How It Works in Practice

1Upload your prefix content (minimum 32,768 tokens) to create a cache entry
2Receive a cache ID that references your stored content
3Include the cache ID in subsequent requests instead of the full prefix
4Pay reduced input price for cached tokens + storage fee per hour

Context Caching Pricing

Gemini context caching has two cost components:

Storage Cost

25% of the standard input price per hour. This is charged for every hour the cache exists, regardless of whether you read from it. Think of it as a rental fee for keeping your content readily available.

Read Discount

25% off the standard input price per read. When you reference cached tokens in a request, those tokens are charged at 75% of the normal input rate. The non-cached portion of your request is still billed at full price.

Standard vs Cached Pricing Per Model

Model	Standard Input	Cached Read	Storage / Hour	Output
Gemini 2.5 Pro	$1.25	$0.9375	$0.3125	$10.00
Gemini 2.5 Flash	$0.15	$0.1125	$0.0375	$0.60
Gemini 2.0 Flash	$0.10	$0.075	$0.025	$0.40

All prices per 1M tokens. Output pricing is unaffected by caching.

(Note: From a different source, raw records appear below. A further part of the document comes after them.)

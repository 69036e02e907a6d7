use crate::error::{codes, WireError};
use crate::message::{HeaderMap, Method, Request, Response, StatusCode, Version};
use std::str::FromStr;

/// Result of one [`HeadParser::feed`] call: how many bytes of the fed
/// iovecs were consumed, and whether the head is fully parsed.
#[derive(Debug, Clone, Copy)]
pub struct HeadProgress {
    pub consumed: usize,
    pub complete: bool,
}

#[derive(Debug, Clone, Copy, PartialEq, Eq)]
enum Phase {
    ReqMethod,
    ReqUri,
    ReqVersion,
    ReqVersionCr,
    RespVersion,
    RespCode,
    RespStatus,
    RespStatusCr,
    HeaderLineStart,
    HeaderKey,
    HeaderSpace,
    HeaderValue,
    HeaderValueCr,
    HeaderEndCr,
    Done,
}

#[derive(Debug, Clone, Copy, PartialEq, Eq)]
pub enum HeadKind {
    Request,
    Response,
}

/// Byte-fed incremental parser for a request or status line plus headers.
/// The same instance can be suspended between `feed` calls any number of
/// times — intermediate tokens live on `self`, never on the caller's
/// stack — which is what makes fragmentation invariance possible: feeding
/// the same bytes one at a time or all at once produces an identical
/// result.
pub struct HeadParser {
    kind: HeadKind,
    phase: Phase,
    token: Vec<u8>,
    method: Option<Method>,
    target: Option<String>,
    version: Option<Version>,
    status_code: Option<u16>,
    headers: HeaderMap,
    cur_header_name: Option<String>,
}

impl HeadParser {
    pub fn new(kind: HeadKind) -> Self {
        let phase = match kind {
            HeadKind::Request => Phase::ReqMethod,
            HeadKind::Response => Phase::RespVersion,
        };
        Self {
            kind,
            phase,
            token: Vec::new(),
            method: None,
            target: None,
            version: None,
            status_code: None,
            headers: HeaderMap::new(),
            cur_header_name: None,
        }
    }

    pub fn is_done(&self) -> bool {
        self.phase == Phase::Done
    }

    /// Feed readable bytes, given as up to two slices (a `RingBuffer`'s
    /// `readable_regions()`). Never assumes the two slices are contiguous:
    /// every byte is pushed through the same state-transition function
    /// regardless of which slice it came from.
    pub fn feed(&mut self, regions: (&[u8], &[u8])) -> Result<HeadProgress, WireError> {
        if self.phase == Phase::Done {
            return Ok(HeadProgress {
                consumed: 0,
                complete: true,
            });
        }
        let mut consumed = 0usize;
        for &byte in regions.0.iter().chain(regions.1.iter()) {
            consumed += 1;
            self.step(byte)?;
            if self.phase == Phase::Done {
                return Ok(HeadProgress {
                    consumed,
                    complete: true,
                });
            }
        }
        Ok(HeadProgress {
            consumed,
            complete: false,
        })
    }

    fn step(&mut self, byte: u8) -> Result<(), WireError> {
        match self.phase {
            Phase::ReqMethod => {
                if byte == b' ' {
                    if self.token.is_empty() {
                        return Err(bad_request("empty method"));
                    }
                    let raw = String::from_utf8_lossy(&self.token).into_owned();
                    self.method = Some(Method::from_str(&raw).unwrap());
                    self.token.clear();
                    self.phase = Phase::ReqUri;
                } else if byte == b'\r' || byte == b'\n' {
                    return Err(bad_request("unexpected line end in method"));
                } else {
                    self.token.push(byte);
                }
            }
            Phase::ReqUri => {
                if byte == b' ' {
                    if self.token.is_empty() {
                        return Err(bad_request("empty request-target"));
                    }
                    self.target = Some(String::from_utf8_lossy(&self.token).into_owned());
                    self.token.clear();
                    self.phase = Phase::ReqVersion;
                } else if byte == b'\r' || byte == b'\n' {
                    return Err(bad_request("unexpected line end in request-target"));
                } else {
                    self.token.push(byte);
                }
            }
            Phase::ReqVersion => {
                if byte == b'\r' {
                    self.version = Some(parse_version(&self.token)?);
                    self.token.clear();
                    self.phase = Phase::ReqVersionCr;
                } else if byte == b'\n' {
                    return Err(bad_request("bare LF after version"));
                } else {
                    self.token.push(byte);
                }
            }
            Phase::ReqVersionCr => {
                if byte == b'\n' {
                    self.phase = Phase::HeaderLineStart;
                } else {
                    return Err(bad_request("expected LF after CR"));
                }
            }
            Phase::RespVersion => {
                if byte == b' ' {
                    if self.token.is_empty() {
                        return Err(bad_request("empty version"));
                    }
                    self.version = Some(parse_version(&self.token)?);
                    self.token.clear();
                    self.phase = Phase::RespCode;
                } else if byte == b'\r' || byte == b'\n' {
                    return Err(bad_request("unexpected line end in version"));
                } else {
                    self.token.push(byte);
                }
            }
            Phase::RespCode => {
                if byte == b' ' {
                    self.finish_status_code()?;
                    self.phase = Phase::RespStatus;
                } else if byte == b'\r' {
                    self.finish_status_code()?;
                    self.phase = Phase::RespStatusCr;
                } else if byte.is_ascii_digit() {
                    self.token.push(byte);
                } else {
                    return Err(WireError::new(codes::BAD_REQUEST, "invalid status code digit"));
                }
            }
            Phase::RespStatus => {
                // Reason phrase: consumed and discarded, never stored.
                if byte == b'\r' {
                    self.phase = Phase::RespStatusCr;
                } else if byte == b'\n' {
                    return Err(bad_request("bare LF in reason phrase"));
                }
            }
            Phase::RespStatusCr => {
                if byte == b'\n' {
                    self.phase = Phase::HeaderLineStart;
                } else {
                    return Err(bad_request("expected LF after CR"));
                }
            }
            Phase::HeaderLineStart => {
                if byte == b'\r' {
                    self.phase = Phase::HeaderEndCr;
                } else if byte == b'\n' {
                    return Err(bad_request("bare LF at header line start"));
                } else {
                    self.token.push(byte);
                    self.phase = Phase::HeaderKey;
                }
            }
            Phase::HeaderKey => {
                if byte == b':' {
                    if self.token.is_empty() {
                        return Err(bad_request("empty header name"));
                    }
                    self.cur_header_name =
                        Some(String::from_utf8_lossy(&self.token).into_owned());
                    self.token.clear();
                    self.phase = Phase::HeaderSpace;
                } else if byte == b'\r' || byte == b'\n' {
                    return Err(bad_request("malformed header line"));
                } else {
                    self.token.push(byte);
                }
            }
            Phase::HeaderSpace => {
                if byte == b' ' {
                    // skip leading optional whitespace
                } else if byte == b'\r' {
                    self.finish_header();
                    self.phase = Phase::HeaderValueCr;
                } else {
                    self.token.push(byte);
                    self.phase = Phase::HeaderValue;
                }
            }
            Phase::HeaderValue => {
                if byte == b'\r' {
                    self.finish_header();
                    self.phase = Phase::HeaderValueCr;
                } else if byte == b'\n' {
                    return Err(bad_request("bare LF in header value"));
                } else {
                    self.token.push(byte);
                }
            }
            Phase::HeaderValueCr => {
                if byte == b'\n' {
                    self.phase = Phase::HeaderLineStart;
                } else {
                    return Err(bad_request("expected LF after CR"));
                }
            }
            Phase::HeaderEndCr => {
                if byte == b'\n' {
                    self.phase = Phase::Done;
                } else {
                    return Err(bad_request("expected LF after CR"));
                }
            }
            Phase::Done => unreachable!("feed() returns before stepping past Done"),
        }
        Ok(())
    }

    fn finish_status_code(&mut self) -> Result<(), WireError> {
        let s = std::str::from_utf8(&self.token)
            .map_err(|_| bad_request("non-ascii status code"))?;
        let code: u16 = s
            .parse()
            .map_err(|_| WireError::new(codes::BAD_REQUEST, "invalid status code"))?;
        self.status_code = Some(code);
        self.token.clear();
        Ok(())
    }

    fn finish_header(&mut self) {
        let name = self
            .cur_header_name
            .take()
            .unwrap_or_else(|| String::from("x-unknown"));
        let value = String::from_utf8_lossy(&self.token).into_owned();
        let value = value.trim_end_matches(' ').to_string();
        self.headers.insert(name, value);
        self.token.clear();
    }

    pub fn kind(&self) -> HeadKind {
        self.kind
    }

    /// Consume the completed parser, producing a [`Request`]. Panics if
    /// not [`HeadParser::is_done`] or constructed with
    /// [`HeadKind::Response`].
    pub fn into_request(self) -> Request {
        assert!(self.is_done());
        Request::new(
            self.method.expect("method set by Done"),
            self.target.expect("target set by Done"),
            self.version.expect("version set by Done"),
            self.headers,
        )
    }

    /// Consume the completed parser, producing a [`Response`].
    pub fn into_response(self) -> Response {
        assert!(self.is_done());
        Response {
            version: self.version.expect("version set by Done"),
            status: StatusCode(self.status_code.expect("status set by Done")),
            headers: self.headers,
            body: crate::message::Body::empty(),
        }
    }
}

fn bad_request(msg: &'static str) -> WireError {
    WireError::new(codes::BAD_REQUEST, msg)
}

fn parse_version(token: &[u8]) -> Result<Version, WireError> {
    match token {
        b"HTTP/1.1" => Ok(Version::Http11),
        b"HTTP/1.0" => Ok(Version::Http10),
        _ => Err(WireError::new(
            codes::VERSION_NOT_SUPPORTED,
            format!("unsupported version {:?}", String::from_utf8_lossy(token)),
        )),
    }
}

#[cfg(test)]
mod tests {
    use super::*;

    fn feed_all(parser: &mut HeadParser, bytes: &[u8]) -> HeadProgress {
        let mut last = HeadProgress {
            consumed: 0,
            complete: false,
        };
        let mut offset = 0;
        while offset < bytes.len() && !last.complete {
            last = parser.feed((&bytes[offset..], &[])).unwrap();
            offset += last.consumed;
        }
        last
    }

    #[test]
    fn parses_simple_get_request() {
        let mut p = HeadParser::new(HeadKind::Request);
        let progress = feed_all(
            &mut p,
            b"GET /hello?x=1 HTTP/1.1\r\nHost: example.com\r\n\r\n",
        );
        assert!(progress.complete);
        let req = p.into_request();
        assert_eq!(req.method, Method::Get);
        assert_eq!(req.path(), "/hello");
        assert_eq!(req.headers.get("host"), Some("example.com"));
    }

    #[test]
    fn one_byte_at_a_time_matches_single_shot() {
        let input = b"POST /a HTTP/1.1\r\nContent-Length: 5\r\n\r\n";
        let mut whole = HeadParser::new(HeadKind::Request);
        let whole_progress = feed_all(&mut whole, input);

        let mut stepped = HeadParser::new(HeadKind::Request);
        let mut consumed_total = 0;
        for b in input {
            let progress = stepped.feed((&[*b], &[])).unwrap();
            consumed_total += progress.consumed;
            if progress.complete {
                break;
            }
        }
        assert_eq!(whole_progress.consumed, consumed_total);
        assert_eq!(whole.into_request().headers.get("content-length"), stepped.into_request().headers.get("content-length"));
    }

    #[test]
    fn rejects_unsupported_version() {
        let mut p = HeadParser::new(HeadKind::Request);
        let err = feed_all_err(&mut p, b"GET / HTTP/2.0\r\n\r\n");
        assert_eq!(err.code(), codes::VERSION_NOT_SUPPORTED);
    }

    #[test]
    fn rejects_bare_lf() {
        let mut p = HeadParser::new(HeadKind::Request);
        let err = feed_all_err(&mut p, b"GET / HTTP/1.1\n\n");
        assert_eq!(err.code(), codes::BAD_REQUEST);
    }

    #[test]
    fn parses_response_without_reason_phrase() {
        let mut p = HeadParser::new(HeadKind::Response);
        let progress = feed_all(&mut p, b"HTTP/1.1 204\r\n\r\n");
        assert!(progress.complete);
        let resp = p.into_response();
        assert_eq!(resp.status.0, 204);
    }

    #[test]
    fn parses_response_with_reason_phrase() {
        let mut p = HeadParser::new(HeadKind::Response);
        let progress = feed_all(&mut p, b"HTTP/1.1 200 OK\r\nContent-Length: 0\r\n\r\n");
        assert!(progress.complete);
        assert_eq!(p.into_response().status.0, 200);
    }

    fn feed_all_err(parser: &mut HeadParser, bytes: &[u8]) -> WireError {
        let mut offset = 0;
        loop {
            match parser.feed((&bytes[offset..], &[])) {
                Ok(progress) => {
                    offset += progress.consumed;
                    if progress.complete || offset >= bytes.len() {
                        panic!("expected parse error");
                    }
                }
                Err(e) => return e,
            }
        }
    }
}
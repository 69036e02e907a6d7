//! Message value types: header map, request/response heads, bodies, method,
//! version and status. These are plain data — the state machines that
//! produce them live in [`crate::parse`].

mod body;
mod encode;
mod header;
mod request;
mod response;
mod types;

pub use body::Body;
pub use encode::{encode_request, encode_response};
pub use header::HeaderMap;
pub use request::Request;
pub use response::Response;
pub use types::{Method, StatusCode, Version};
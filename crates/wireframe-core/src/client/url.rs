//! URL parser for the client configuration surface: accepts
//! `scheme://host[:port]/path` for `http`, `https`, `ws`, and `wss`, with
//! default ports 80/443.

use crate::error::{codes, WireError};

#[derive(Debug, Clone, Copy, PartialEq, Eq)]
pub enum Scheme {
    Http,
    Https,
    Ws,
    Wss,
}

impl Scheme {
    fn parse(s: &str) -> Option<Self> {
        Some(match s {
            "http" => Scheme::Http,
            "https" => Scheme::Https,
            "ws" => Scheme::Ws,
            "wss" => Scheme::Wss,
            _ => return None,
        })
    }

    pub fn default_port(self) -> u16 {
        match self {
            Scheme::Http | Scheme::Ws => 80,
            Scheme::Https | Scheme::Wss => 443,
        }
    }

    pub fn is_tls(self) -> bool {
        matches!(self, Scheme::Https | Scheme::Wss)
    }
}

#[derive(Debug, Clone)]
pub struct Url {
    pub scheme: Scheme,
    pub host: String,
    pub port: u16,
    pub path: String,
}

/// Parse `scheme://host[:port]/path`. A missing path defaults to `/`.
pub fn parse(input: &str) -> Result<Url, WireError> {
    let (scheme_str, rest) = input
        .split_once("://")
        .ok_or_else(|| bad_url("missing scheme separator \"://\""))?;
    let scheme = Scheme::parse(scheme_str).ok_or_else(|| bad_url("unsupported scheme"))?;

    let (authority, path) = match rest.find('/') {
        Some(idx) => (&rest[..idx], &rest[idx..]),
        None => (rest, "/"),
    };
    if authority.is_empty() {
        return Err(bad_url("missing host"));
    }

    let (host, port) = match authority.rsplit_once(':') {
        Some((host, port_str)) => {
            let port: u16 = port_str.parse().map_err(|_| bad_url("invalid port"))?;
            (host.to_string(), port)
        }
        None => (authority.to_string(), scheme.default_port()),
    };

    Ok(Url {
        scheme,
        host,
        port,
        path: path.to_string(),
    })
}

fn bad_url(msg: &'static str) -> WireError {
    WireError::new(codes::BAD_REQUEST, msg)
}
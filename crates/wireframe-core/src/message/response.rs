use std::pin::Pin;

use super::body::Body;
use super::header::HeaderMap;
use super::types::{StatusCode, Version};
use crate::stream::ChunkSource;

/// A response head plus body. No reason phrase is stored: emission always
/// derives the canonical phrase from the status code — parsing tolerates
/// missing reason text, so emission doesn't need to produce one either.
///
/// `body_stream`, when set, overrides `body`: the static-file engine's
/// CHUNKED and ZERO-COPY transfer modes attach a [`ChunkSource`] here
/// instead of buffering the whole file into `body`. Plain handlers never
/// need to touch this field.
pub struct Response {
    pub version: Version,
    pub status: StatusCode,
    pub headers: HeaderMap,
    pub body: Body,
    pub body_stream: Option<Pin<Box<dyn ChunkSource>>>,
}

impl std::fmt::Debug for Response {
    fn fmt(&self, f: &mut std::fmt::Formatter<'_>) -> std::fmt::Result {
        f.debug_struct("Response")
            .field("version", &self.version)
            .field("status", &self.status)
            .field("headers", &self.headers)
            .field("body_len", &self.body.len())
            .field("streamed", &self.body_stream.is_some())
            .finish()
    }
}

impl Response {
    pub fn new(status: u16) -> Self {
        Self {
            version: Version::Http11,
            status: StatusCode(status),
            headers: HeaderMap::new(),
            body: Body::empty(),
            body_stream: None,
        }
    }

    pub fn with_header(mut self, name: impl Into<String>, value: impl Into<String>) -> Self {
        self.headers.insert(name, value);
        self
    }

    pub fn with_body(mut self, body: impl Into<Body>) -> Self {
        self.body = body.into();
        self
    }

    pub fn with_stream(mut self, stream: impl ChunkSource + 'static) -> Self {
        self.body_stream = Some(Box::pin(stream));
        self
    }

    pub fn with_version(mut self, version: Version) -> Self {
        self.version = version;
        self
    }

    pub fn not_found() -> Self {
        Response::new(404).with_body("Not Found")
    }

    pub fn method_not_allowed() -> Self {
        Response::new(405).with_body("Method Not Allowed")
    }

    pub fn internal_error() -> Self {
        Response::new(500).with_body("Internal Server Error")
    }

    pub fn from_wire_error(err: &crate::error::WireError) -> Self {
        let status = crate::error::status_for(err.code()).unwrap_or(500);
        Response::new(status).with_body(err.message().to_string())
    }
}
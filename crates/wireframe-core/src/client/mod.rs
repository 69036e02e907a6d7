//! HTTP client core: URL parsing and the Composed Awaitable that pairs a
//! request emit with a response parse over one connection.

pub mod composed;
pub mod url;

pub use composed::ComposedAwaitable;
pub use url::{parse as parse_url, Scheme, Url};
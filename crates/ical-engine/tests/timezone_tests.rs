//! Tests for timezone resolution: embedded VTIMEZONE definitions, the IANA
//! fallback and the zone policies for floating and all-day values.

use std::time::{Duration, Instant};

use chrono::{DateTime, FixedOffset, NaiveDate, TimeZone, Utc};
use chrono_tz::Asia::Omsk;
use chrono_tz::Tz;
use ical_engine::{
    calendar_events, CalendarDocument, CalendarEvents, DstPolicy, Interval, ReadError,
    ReaderConfig, ZonePolicy,
};

// ── Helpers ─────────────────────────────────────────────────────────────────

const US_EASTERN: &str = "BEGIN:VTIMEZONE
TZID:US-Eastern
BEGIN:STANDARD
DTSTART:20071104T020000
RRULE:FREQ=YEARLY;BYMONTH=11;BYDAY=1SU
TZOFFSETFROM:-0400
TZOFFSETTO:-0500
END:STANDARD
BEGIN:DAYLIGHT
DTSTART:20070311T020000
RRULE:FREQ=YEARLY;BYMONTH=3;BYDAY=2SU
TZOFFSETFROM:-0500
TZOFFSETTO:-0400
END:DAYLIGHT
END:VTIMEZONE";

/// The shape Outlook and Exchange export: both observances start in 1601.
const OUTLOOK_EASTERN: &str = "BEGIN:VTIMEZONE
TZID:Eastern Standard Time
BEGIN:STANDARD
DTSTART:16010101T020000
TZOFFSETFROM:-0400
TZOFFSETTO:-0500
RRULE:FREQ=YEARLY;INTERVAL=1;BYDAY=1SU;BYMONTH=11
END:STANDARD
BEGIN:DAYLIGHT
DTSTART:16010101T020000
TZOFFSETFROM:-0500
TZOFFSETTO:-0400
RRULE:FREQ=YEARLY;INTERVAL=1;BYDAY=2SU;BYMONTH=3
END:DAYLIGHT
END:VTIMEZONE";

fn utc(s: &str) -> DateTime<Utc> {
    s.parse().unwrap()
}

fn parse(body: &str) -> CalendarDocument {
    let mut ics = String::from("BEGIN:VCALENDAR\r\nVERSION:2.0\r\n");
    for line in body.lines().map(str::trim).filter(|l| !l.is_empty()) {
        ics.push_str(line);
        ics.push_str("\r\n");
    }
    ics.push_str("END:VCALENDAR\r\n");
    CalendarDocument::parse(ics.as_bytes()).unwrap()
}

fn events_in(
    body: &str,
    interval: &Interval,
    config: &ReaderConfig,
) -> Result<CalendarEvents, ReadError> {
    calendar_events(&parse(body), interval, config)
}

fn year_2026() -> Interval {
    Interval::utc(utc("2026-01-01T00:00:00Z"), utc("2027-01-01T00:00:00Z")).unwrap()
}

fn with_gap(gap: DstPolicy) -> ReaderConfig {
    ReaderConfig {
        dst_gap: gap,
        ..ReaderConfig::default()
    }
}

fn first_start(body: &str, config: &ReaderConfig) -> DateTime<Utc> {
    let result = events_in(body, &year_2026(), config).unwrap();
    assert_eq!(result.skipped, 0);
    result.events[0].start
}

// ── Embedded definitions ────────────────────────────────────────────────────

#[test]
fn vtimezone_offsets_follow_its_rules() {
    let doc = parse(US_EASTERN);
    let def = doc.timezones.get("US-Eastern").unwrap();

    let winter = NaiveDate::from_ymd_opt(2026, 1, 15).unwrap().and_hms_opt(10, 0, 0).unwrap();
    let summer = NaiveDate::from_ymd_opt(2026, 7, 15).unwrap().and_hms_opt(10, 0, 0).unwrap();

    assert_eq!(def.offset_at(winter), FixedOffset::west_opt(5 * 3600).unwrap());
    assert_eq!(def.offset_at(summer), FixedOffset::west_opt(4 * 3600).unwrap());
}

#[test]
fn events_use_the_embedded_definition() {
    let body = format!(
        "{US_EASTERN}
         BEGIN:VEVENT
         UID:summer
         DTSTART;TZID=US-Eastern:20260715T100000
         SUMMARY:Summer
         END:VEVENT"
    );

    assert_eq!(
        first_start(&body, &ReaderConfig::default()),
        utc("2026-07-15T14:00:00Z")
    );
}

#[test]
fn embedded_definition_wins_over_iana_name() {
    // A calendar may redefine a well-known TZID
    let body = "BEGIN:VTIMEZONE
         TZID:Europe/Berlin
         BEGIN:STANDARD
         DTSTART:19700101T000000
         TZOFFSETFROM:+0300
         TZOFFSETTO:+0300
         END:STANDARD
         END:VTIMEZONE
         BEGIN:VEVENT
         UID:x
         DTSTART;TZID=Europe/Berlin:20260115T100000
         SUMMARY:Redefined
         END:VEVENT";

    assert_eq!(
        first_start(body, &ReaderConfig::default()),
        utc("2026-01-15T07:00:00Z")
    );
}

#[test]
fn embedded_gap_time_shifts_forward() {
    // 2026-03-08 02:30 does not exist in US Eastern time
    let body = format!(
        "{US_EASTERN}
         BEGIN:VEVENT
         UID:gap
         DTSTART;TZID=US-Eastern:20260308T023000
         SUMMARY:Gap
         END:VEVENT"
    );
    let iana = body.replace("TZID=US-Eastern", "TZID=America/New_York");
    let config = with_gap(DstPolicy::ShiftForward);

    assert_eq!(first_start(&body, &config), utc("2026-03-08T07:30:00Z"));
    assert_eq!(first_start(&iana, &config), utc("2026-03-08T07:30:00Z"));
}

#[test]
fn embedded_gap_time_is_dropped_under_skip() {
    let body = format!(
        "{US_EASTERN}
         BEGIN:VEVENT
         UID:gap
         DTSTART;TZID=US-Eastern:20260308T023000
         RRULE:FREQ=DAILY;COUNT=2
         SUMMARY:Gap
         END:VEVENT"
    );
    let iana = body.replace("TZID=US-Eastern", "TZID=America/New_York");
    let config = with_gap(DstPolicy::Skip);

    let embedded = events_in(&body, &year_2026(), &config).unwrap();
    let starts: Vec<_> = embedded.events.iter().map(|e| e.start).collect();
    assert_eq!(starts, [utc("2026-03-09T06:30:00Z")]);

    let named = events_in(&iana, &year_2026(), &config).unwrap();
    assert_eq!(named.events, embedded.events);
}

#[test]
fn embedded_times_around_the_gap_are_unaffected() {
    let doc = parse(US_EASTERN);
    let def = doc.timezones.get("US-Eastern").unwrap();
    let at = |h, m| NaiveDate::from_ymd_opt(2026, 3, 8).unwrap().and_hms_opt(h, m, 0).unwrap();

    assert_eq!(def.to_utc(at(1, 59), DstPolicy::Skip), Some(utc("2026-03-08T06:59:00Z")));
    assert_eq!(def.to_utc(at(2, 0), DstPolicy::Skip), None);
    assert_eq!(def.to_utc(at(3, 0), DstPolicy::Skip), Some(utc("2026-03-08T07:00:00Z")));
}

#[test]
fn embedded_repeated_hour_takes_the_earlier_instant() {
    let doc = parse(US_EASTERN);
    let def = doc.timezones.get("US-Eastern").unwrap();
    let repeated = NaiveDate::from_ymd_opt(2026, 11, 1).unwrap().and_hms_opt(1, 30, 0).unwrap();

    assert_eq!(
        def.to_utc(repeated, DstPolicy::ShiftForward),
        Some(utc("2026-11-01T05:30:00Z"))
    );
}

#[test]
fn outlook_definition_starting_in_1601() {
    let doc = parse(OUTLOOK_EASTERN);
    let def = doc.timezones.get("Eastern Standard Time").unwrap();

    let winter = NaiveDate::from_ymd_opt(2025, 1, 15).unwrap().and_hms_opt(10, 0, 0).unwrap();
    let summer = NaiveDate::from_ymd_opt(2025, 7, 15).unwrap().and_hms_opt(10, 0, 0).unwrap();

    assert_eq!(def.offset_at(winter), FixedOffset::west_opt(5 * 3600).unwrap());
    assert_eq!(def.offset_at(summer), FixedOffset::west_opt(4 * 3600).unwrap());
}

#[test]
fn long_daily_series_in_outlook_zone_reads_quickly() {
    let body = format!(
        "{OUTLOOK_EASTERN}
         BEGIN:VEVENT
         UID:standup
         DTSTART;TZID=Eastern Standard Time:20150105T090000
         DTEND;TZID=Eastern Standard Time:20150105T091500
         RRULE:FREQ=DAILY
         SUMMARY:Standup
         END:VEVENT"
    );
    let window = Interval::utc(utc("2025-06-02T00:00:00Z"), utc("2025-06-03T00:00:00Z")).unwrap();

    let started = Instant::now();
    let result = events_in(&body, &window, &ReaderConfig::default()).unwrap();
    let elapsed = started.elapsed();

    let starts: Vec<_> = result.events.iter().map(|e| e.start).collect();
    assert_eq!(starts, [utc("2025-06-02T13:00:00Z")]);
    assert!(elapsed < Duration::from_secs(5), "took {elapsed:?}");
}

#[test]
fn iana_names_resolve_without_vtimezone() {
    let body = "BEGIN:VEVENT
         UID:x
         DTSTART;TZID=Europe/Berlin:20260115T100000
         SUMMARY:Berlin
         END:VEVENT";

    assert_eq!(
        first_start(body, &ReaderConfig::default()),
        utc("2026-01-15T09:00:00Z")
    );
}

#[test]
fn solidus_prefixed_tzid_is_accepted() {
    let body = "BEGIN:VEVENT
         UID:x
         DTSTART;TZID=/Europe/Berlin:20260115T100000
         SUMMARY:Berlin
         END:VEVENT";

    assert_eq!(
        first_start(body, &ReaderConfig::default()),
        utc("2026-01-15T09:00:00Z")
    );
}

// ── Zone policies ───────────────────────────────────────────────────────────

const FLOATING: &str = "BEGIN:VEVENT
    UID:floating
    DTSTART:20260115T100000
    SUMMARY:Floating
    END:VEVENT";

#[test]
fn floating_time_uses_the_query_zone_by_default() {
    let after: DateTime<Tz> = Omsk.with_ymd_and_hms(2026, 1, 1, 0, 0, 0).unwrap();
    let before: DateTime<Tz> = Omsk.with_ymd_and_hms(2026, 2, 1, 0, 0, 0).unwrap();
    let interval = Interval::new(after, before).unwrap();

    let result = events_in(FLOATING, &interval, &ReaderConfig::default()).unwrap();

    assert_eq!(result.events[0].start, utc("2026-01-15T04:00:00Z"));
}

#[test]
fn floating_time_in_a_utc_query_is_utc() {
    assert_eq!(
        first_start(FLOATING, &ReaderConfig::default()),
        utc("2026-01-15T10:00:00Z")
    );
}

#[test]
fn floating_time_in_a_named_zone() {
    let config = ReaderConfig {
        floating_zone: ZonePolicy::Named("Asia/Tokyo".to_string()),
        ..ReaderConfig::default()
    };

    assert_eq!(first_start(FLOATING, &config), utc("2026-01-15T01:00:00Z"));
}

#[test]
fn floating_time_in_the_calendar_zone() {
    let body = format!("X-WR-TIMEZONE:Europe/Berlin\n{FLOATING}");
    let config = ReaderConfig {
        floating_zone: ZonePolicy::Calendar,
        ..ReaderConfig::default()
    };

    assert_eq!(first_start(&body, &config), utc("2026-01-15T09:00:00Z"));
}

#[test]
fn calendar_zone_falls_back_to_utc() {
    let config = ReaderConfig {
        floating_zone: ZonePolicy::Calendar,
        ..ReaderConfig::default()
    };

    assert_eq!(first_start(FLOATING, &config), utc("2026-01-15T10:00:00Z"));
}

#[test]
fn unknown_named_zone_is_a_config_error() {
    let config = ReaderConfig {
        floating_zone: ZonePolicy::Named("Nowhere/Special".to_string()),
        ..ReaderConfig::default()
    };

    let err = events_in(FLOATING, &year_2026(), &config).unwrap_err();

    assert!(matches!(err, ReadError::Config(_)), "got {err:?}");
}

#[test]
fn all_day_zone_and_start_are_configurable() {
    let body = "BEGIN:VEVENT
         UID:allday
         DTSTART;VALUE=DATE:20260623
         SUMMARY:All day
         END:VEVENT";
    let config = ReaderConfig {
        all_day_zone: ZonePolicy::Named("Asia/Omsk".to_string()),
        all_day_start: chrono::NaiveTime::from_hms_opt(9, 0, 0).unwrap(),
        ..ReaderConfig::default()
    };

    let result = events_in(body, &year_2026(), &config).unwrap();

    let event = &result.events[0];
    assert_eq!(event.start, utc("2026-06-23T03:00:00Z"));
    assert_eq!(event.end, utc("2026-06-24T03:00:00Z"));
    assert!(event.all_day);
}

Break-Even Analysis: When Does Caching Save Money?

Context caching is not always cheaper. The storage fee means you need to make enough cached reads within each hour to offset the rental cost. Let's work through the math.

The Formula

Savings per read = standard_input - cached_read = 25% of input price

Storage cost per hour = 25% of input price per MTok

Break-even reads per hour = storage_cost / savings_per_read = 1 read per hour

The break-even point is surprisingly simple: you need just 1 cached read per hour to cover the storage fee. At exactly 1 read per hour, the savings from the discounted read equal the storage cost, so you break even. Every additional read within that hour is pure savings.

Real Savings Examples

Example 1: Customer Support Bot with 100K Token Knowledge Base

Using Gemini 2.5 Flash, a support bot sends the same 100K token knowledge base with every request. It handles 60 requests per hour.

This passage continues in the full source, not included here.